Synergistic effects of the curcumin analog HO-3867 and olaparib in transforming fallopian tube epithelial cells.

Abstract

Ovarian cancer remains one of the most lethal gynecologic malignancies, largely due to high recurrence rates and treatment-related toxicities. Although PARP inhibitors like Olaparib have shown efficacy in BRCA-mutated cancers, their benefit is limited in broader patient populations. TP53 mutations, highly prevalent in ovarian cancer, promote tumor progression and resistance, making p53 a key therapeutic target.

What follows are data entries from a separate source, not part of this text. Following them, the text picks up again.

//! # Shared Data Model
//!
//! Types used across the resolver, staging engine, and apply engine: the
//! `Scope`/`Service` partition key, and the provider-facing `SecretVersion`
//! record.

use chrono::{DateTime, Utc};
use serde::{Deserialize, Serialize};
use std::collections::BTreeSet;
use std::fmt;

/// One of the two backends within a [`Scope`].
#[derive(Debug, Clone, Copy, PartialEq, Eq, PartialOrd, Ord, Hash, Serialize, Deserialize)]
#[serde(rename_all = "snake_case")]
pub enum Service {
    Param,
    Secret,
}

impl fmt::Display for Service {
    fn fmt(&self, f: &mut fmt::Formatter<'_>) -> fmt::Result {
        match self {
            Self::Param => write!(f, "param"),
            Self::Secret => write!(f, "secret"),
        }
    }
}

/// Identifies a `(provider, account/project, region, namespace)` tuple.
/// Staging is partitioned by scope so that e.g. `aws/123/us-east-1` and
/// `aws/123/us-west-2` never collide.
#[derive(Debug, Clone, PartialEq, Eq, PartialOrd, Ord, Hash, Serialize, Deserialize)]
pub struct Scope {
    pub provider: String,
    pub account: String,
    pub region: String,
}

impl Scope {
    pub fn new(provider: impl Into<String>, account: impl Into<String>, region: impl Into<String>) -> Self {
        Self {
            provider: provider.into(),
            account: account.into(),
            region: region.into(),
        }
    }

    /// Partition key used by the on-disk/daemon store layout, e.g.
    /// `aws/123456789012/us-east-1`.
    pub fn key(&self) -> String {
        format!("{}/{}/{}", self.provider, self.account, self.region)
    }
}

impl fmt::Display for Scope {
    fn fmt(&self, f: &mut fmt::Formatter<'_>) -> fmt::Result {
        write!(f, "{}", self.key())
    }
}

/// A revision record as produced by the provider.
#[derive(Debug, Clone, PartialEq, Eq, Serialize, Deserialize)]
pub struct SecretVersion {
    pub version_id: String,
    pub created_at: Option<DateTime<Utc>>,
    pub stages: BTreeSet<String>,
}

impl SecretVersion {
    /// First 8 characters of the version id, for display only — never used
    /// for equality or resolution.
    pub fn short_id(&self) -> &str {
        let end = self.version_id.char_indices().nth(8).map_or(self.version_id.len(), |(i, _)| i);
        &self.version_id[..end]
    }
}

/// A single entry returned by a list operation, before any version is
/// resolved.
#[derive(Debug, Clone, PartialEq, Eq, Serialize, Deserialize)]
pub struct EntryListItem {
    pub name: String,
    pub arn: Option<String>,
    pub description: Option<String>,
}

/// A fully materialized secret/parameter value at some resolved version.
#[derive(Debug, Clone, PartialEq, Eq, Serialize, Deserialize)]
pub struct Secret {
    pub name: String,
    pub arn: Option<String>,
    pub version_id: Option<String>,
    pub stages: BTreeSet<String>,
    pub created_at: Option<DateTime<Utc>>,
    /// Remote last-modified timestamp, the basis for apply-time conflict
    /// detection against a staged entry's `base_modified_at`.
    pub modified_at: Option<DateTime<Utc>>,
    pub value: Option<String>,
}

/// Result of a mutating write operation.
#[derive(Debug, Clone, PartialEq, Eq, Serialize, Deserialize)]
pub struct WriteResult {
    pub name: String,
    pub arn: Option<String>,
    pub version_id: Option<String>,
    pub deletion_date: Option<DateTime<Utc>>,
}
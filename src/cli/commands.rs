//! # Command Dispatch
//!
//! Wires one parsed [`Cli`] invocation to the resolver, staging engine, and
//! apply engine: build a [`Config`], build the right [`EntryProvider`] and
//! [`StagingStore`] for it, run the command, render the result.

use super::args::{ApplyArgs, Cli, Command, DeleteArgs, EntryCommand, ListArgs, LogArgs, OutputFormat, ShowArgs};
use super::output;
use crate::apply;
use crate::config::{Config, StoreConfig};
use crate::diff_args;
use crate::model::{Secret, Service};
use crate::provider::aws::{AwsParameterStore, AwsSecretsManager};
use crate::provider::EntryProvider;
use crate::resolver;
use crate::spec;
use crate::staging::reducer::EntryAction;
use crate::staging::store_file::FileStagingStore;
use crate::staging::store_memory::MemoryStagingStore;
use crate::staging::{executor, StagingStore};
use anyhow::{bail, Context, Result};
use futures::future::join_all;
use std::collections::BTreeMap;
use tracing::instrument;

pub async fn run(cli: Cli) -> Result<()> {
    let config = Config::resolve(
        cli.global.region,
        cli.global.profile,
        cli.global.account,
        cli.global.staging_path,
        cli.global.in_memory_store,
    );
    if let Some(profile) = &config.aws_profile {
        std::env::set_var("AWS_PROFILE", profile);
    }
    let output_format = cli.global.output;

    match cli.command {
        Command::Secret { command } => run_entry_command(Service::Secret, command, &config, output_format).await,
        Command::Param { command } => run_entry_command(Service::Param, command, &config, output_format).await,
        Command::Apply(args) => run_apply(args, &config, output_format).await,
    }
}

async fn build_provider(service: Service, config: &Config) -> Box<dyn EntryProvider> {
    match service {
        Service::Secret => Box::new(AwsSecretsManager::new(config.aws_region.clone()).await),
        Service::Param => Box::new(AwsParameterStore::new(config.aws_region.clone()).await),
    }
}

fn build_store(config: &Config) -> Box<dyn StagingStore> {
    match &config.store {
        StoreConfig::Memory => Box::new(MemoryStagingStore::new()),
        StoreConfig::File { path } => Box::new(FileStagingStore::new(path.clone())),
    }
}

/// The remote's existence/modified-at, used to fill in the transition
/// table's `remote_exists` parameter and to stamp `base_modified_at` on new
/// drafts. A provider error here just means "no remote entry" — the staged
/// action itself will fail on its own terms if that turns out to be wrong.
async fn remote_snapshot(provider: &dyn EntryProvider, name: &str) -> Option<Secret> {
    provider.get_entry(name, None, None).await.ok()
}

#[instrument(skip(config), fields(service = %service))]
async fn run_entry_command(
    service: Service,
    command: EntryCommand,
    config: &Config,
    output_format: OutputFormat,
) -> Result<()> {
    let scope = config.scope.key();

    match command {
        EntryCommand::Show(args) => run_show(service, args, config, output_format).await,
        EntryCommand::List(args) => run_list(service, args, config, output_format).await,
        EntryCommand::Log(args) => run_log(service, args, config, output_format).await,
        EntryCommand::Diff { args } => run_diff(service, &args, config, output_format).await,
        EntryCommand::Create { name, value, description } => {
            let provider = build_provider(service, config).await;
            let store = build_store(config);
            let remote = remote_snapshot(provider.as_ref(), &name).await;
            let state = executor::apply_entry_action(
                store.as_ref(),
                &scope,
                service,
                &name,
                EntryAction::Add { value, description },
                remote.is_some(),
                remote.and_then(|s| s.modified_at),
            )
            .await?;
            output::render_staged(output_format, &name, &state);
            Ok(())
        }
        EntryCommand::Update { name, value } => {
            let provider = build_provider(service, config).await;
            let store = build_store(config);
            let remote = remote_snapshot(provider.as_ref(), &name).await;
            let state = executor::apply_entry_action(
                store.as_ref(),
                &scope,
                service,
                &name,
                EntryAction::Edit { value },
                remote.is_some(),
                remote.and_then(|s| s.modified_at),
            )
            .await?;
            output::render_staged(output_format, &name, &state);
            Ok(())
        }
        EntryCommand::Delete(args) => run_delete(service, args, config, output_format).await,
        EntryCommand::Restore { name } => {
            let provider = build_provider(service, config).await;
            let result = provider.restore_entry(&name).await.context("restore failed")?;
            output::render_write_result(output_format, &result);
            Ok(())
        }
        EntryCommand::Tag { name, pairs } => {
            let provider = build_provider(service, config).await;
            let store = build_store(config);
            let add = parse_tag_pairs(&pairs)?;
            let remote = remote_snapshot(provider.as_ref(), &name).await;
            let remote_tags = provider.get_tags(&name).await.ok();
            let is_delete_staged = is_delete_staged(store.as_ref(), &scope, service, &name).await?;
            executor::apply_add_tags(
                store.as_ref(),
                &scope,
                service,
                &name,
                &add,
                remote_tags.as_ref(),
                is_delete_staged,
                remote.and_then(|s| s.modified_at),
            )
            .await?;
            output::render_tag_staged(output_format, &name);
            Ok(())
        }
        EntryCommand::Untag { name, keys } => {
            let provider = build_provider(service, config).await;
            let store = build_store(config);
            let keys: std::collections::BTreeSet<String> = keys.into_iter().collect();
            let remote = remote_snapshot(provider.as_ref(), &name).await;
            let remote_tag_keys = provider.get_tags(&name).await.ok().map(|m| m.keys().cloned().collect());
            let is_delete_staged = is_delete_staged(store.as_ref(), &scope, service, &name).await?;
            executor::apply_remove_tags(
                store.as_ref(),
                &scope,
                service,
                &name,
                &keys,
                remote_tag_keys.as_ref(),
                is_delete_staged,
                remote.and_then(|s| s.modified_at),
            )
            .await?;
            output::render_tag_staged(output_format, &name);
            Ok(())
        }
        EntryCommand::Reset { name } => {
            let store = build_store(config);
            let state =
                executor::apply_entry_action(store.as_ref(), &scope, service, &name, EntryAction::Reset, false, None)
                    .await?;
            output::render_staged(output_format, &name, &state);
            Ok(())
        }
    }
}

async fn run_show(service: Service, args: ShowArgs, config: &Config, output_format: OutputFormat) -> Result<()> {
    let provider = build_provider(service, config).await;
    let parsed = spec::parse(&args.spec)?;
    let secret = resolver::resolve(provider.as_ref(), &parsed).await?;
    let tags = provider.get_tags(&secret.name).await.unwrap_or_default();
    output::render_show(output_format, &secret, &tags, args.raw)
}

async fn run_list(service: Service, args: ListArgs, config: &Config, output_format: OutputFormat) -> Result<()> {
    let provider = build_provider(service, config).await;
    let items = provider.list_entries().await?;
    if args.show {
        let values = fetch_list_values(provider.as_ref(), &items).await;
        output::render_list_with_values(output_format, &items, &values);
    } else {
        output::render_list(output_format, &items);
    }
    Ok(())
}

/// Parallel fan-out: one value fetch per listed name. A per-name failure is
/// captured and surfaced inline rather than aborting the batch.
pub async fn fetch_list_values(
    provider: &dyn EntryProvider,
    items: &[crate::model::EntryListItem],
) -> Vec<std::result::Result<String, String>> {
    join_all(items.iter().map(|item| fetch_value(provider, &item.name))).await
}

async fn fetch_value(provider: &dyn EntryProvider, name: &str) -> std::result::Result<String, String> {
    provider
        .get_entry(name, None, None)
        .await
        .map(|s| s.value.unwrap_or_default())
        .map_err(|e| e.to_string())
}

async fn run_log(service: Service, args: LogArgs, config: &Config, output_format: OutputFormat) -> Result<()> {
    let provider = build_provider(service, config).await;
    let versions = displayed_versions(provider.as_ref(), &args).await?;

    if args.patch {
        let diffs = fetch_log_patch(provider.as_ref(), &args.name, &versions).await;
        output::render_log_with_patch(output_format, &versions, &diffs);
    } else {
        output::render_log(output_format, &versions);
    }
    Ok(())
}

/// Fetches, sorts (descending by default, or ascending with `--reverse`),
/// and truncates a log's version list to what `log` actually displays.
pub async fn displayed_versions(
    provider: &dyn EntryProvider,
    args: &LogArgs,
) -> Result<Vec<crate::model::SecretVersion>> {
    let mut versions = provider.get_versions(&args.name).await?;
    resolver::sort_versions_descending(&mut versions);
    if args.reverse {
        versions.reverse();
    }
    let limit = args.number.unwrap_or(crate::constants::DEFAULT_LIST_NUMBER);
    versions.truncate(limit);
    Ok(versions)
}

/// Parallel fan-out: every displayed version's value is fetched before the
/// diff chain between consecutive displayed versions is built.
pub async fn fetch_log_patch(
    provider: &dyn EntryProvider,
    name: &str,
    versions: &[crate::model::SecretVersion],
) -> Vec<Option<String>> {
    let values = join_all(versions.iter().map(|v| fetch_version_value(provider, name, &v.version_id))).await;
    consecutive_diffs(&values)
}

async fn fetch_version_value(
    provider: &dyn EntryProvider,
    name: &str,
    version_id: &str,
) -> std::result::Result<String, String> {
    provider
        .get_entry(name, Some(version_id), None)
        .await
        .map(|s| s.value.unwrap_or_default())
        .map_err(|e| e.to_string())
}

/// Diff chain between each displayed version and the one displayed before
/// it. The first displayed version has no predecessor, so it carries no
/// diff block; a version whose value could not be fetched is skipped rather
/// than diffed against a missing value.
fn consecutive_diffs(values: &[std::result::Result<String, String>]) -> Vec<Option<String>> {
    let mut diffs = Vec::with_capacity(values.len());
    for i in 0..values.len() {
        if i == 0 {
            diffs.push(None);
            continue;
        }
        diffs.push(match (&values[i - 1], &values[i]) {
            (Ok(prev), Ok(curr)) if prev != curr => Some(format!("-{prev}\n+{curr}")),
            _ => None,
        });
    }
    diffs
}

async fn run_diff(service: Service, args: &[String], config: &Config, output_format: OutputFormat) -> Result<()> {
    let provider = build_provider(service, config).await;
    let (spec1, spec2) = diff_args::parse_diff_args(args)?;
    let old = resolver::resolve(provider.as_ref(), &spec1).await?;
    let new = resolver::resolve(provider.as_ref(), &spec2).await?;
    output::render_diff(output_format, &old, &new);
    Ok(())
}

async fn run_delete(service: Service, args: DeleteArgs, config: &Config, output_format: OutputFormat) -> Result<()> {
    let provider = build_provider(service, config).await;
    let store = build_store(config);
    let scope = config.scope.key();
    let remote = remote_snapshot(provider.as_ref(), &args.name).await;
    let delete_without_recovery = args.recovery_window == Some(0);
    let state = executor::apply_entry_action_with_recovery(
        store.as_ref(),
        &scope,
        service,
        &args.name,
        EntryAction::Delete,
        remote.is_some(),
        remote.and_then(|s| s.modified_at),
        delete_without_recovery,
    )
    .await?;
    output::render_staged(output_format, &args.name, &state);
    Ok(())
}

async fn run_apply(args: ApplyArgs, config: &Config, output_format: OutputFormat) -> Result<()> {
    let service: Service = args.service.into();
    let provider = build_provider(service, config).await;
    let store = build_store(config);
    let scope = config.scope.key();
    let results = apply::apply(provider.as_ref(), store.as_ref(), &scope, service, args.force).await?;
    output::render_apply_results(output_format, &results);
    if results.iter().any(|r| !matches!(r.outcome, apply::Outcome::Applied)) {
        bail!("one or more staged changes failed to apply");
    }
    Ok(())
}

async fn is_delete_staged(store: &dyn StagingStore, scope: &str, service: Service, name: &str) -> Result<bool> {
    let staged = store.get_entry(scope, service, name).await?;
    Ok(matches!(staged.map(|e| e.operation), Some(crate::staging::Operation::Delete)))
}

fn parse_tag_pairs(pairs: &[String]) -> Result<BTreeMap<String, String>> {
    let mut map = BTreeMap::new();
    for pair in pairs {
        let (k, v) = pair
            .split_once('=')
            .with_context(|| format!("tag '{pair}' must be in key=value form"))?;
        map.insert(k.to_string(), v.to_string());
    }
    Ok(map)
}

This study evaluated the anticancer potential of HO-3867, a curcumin analog known to restore mutant p53 function, alone and in combination with Olaparib. We used fallopian tube-derived ovarian cancer models harboring mutant or null TP53 and analyzed TP53 expression and mutation profiles using TCGA datasets. Molecular docking simulations and cellular thermal shift assays (CETSA) confirmed HO-3867 binding to the p53^Y220C mutant core domain. Cytotoxicity was assessed via SRB assays; flow cytometry and Western blotting were used to examine cell cycle progression, apoptosis, and DNA damage. HO-3867 treatment increased phospho-p53 (Ser15) and p21 expression, induced G1 phase arrest, and suppressed cell viability. Notably, co-treatment with Olaparib synergistically enhanced apoptosis, as indicated by increased caspase-3 and PARP1 cleavage and elevated γH2AX levels. These findings suggest that HO-3867 reactivates mutant p53 and potentiates Olaparib efficacy by promoting apoptosis and amplifying DNA damage, offering a promising therapeutic strategy for TP53-mutant ovarian cancer.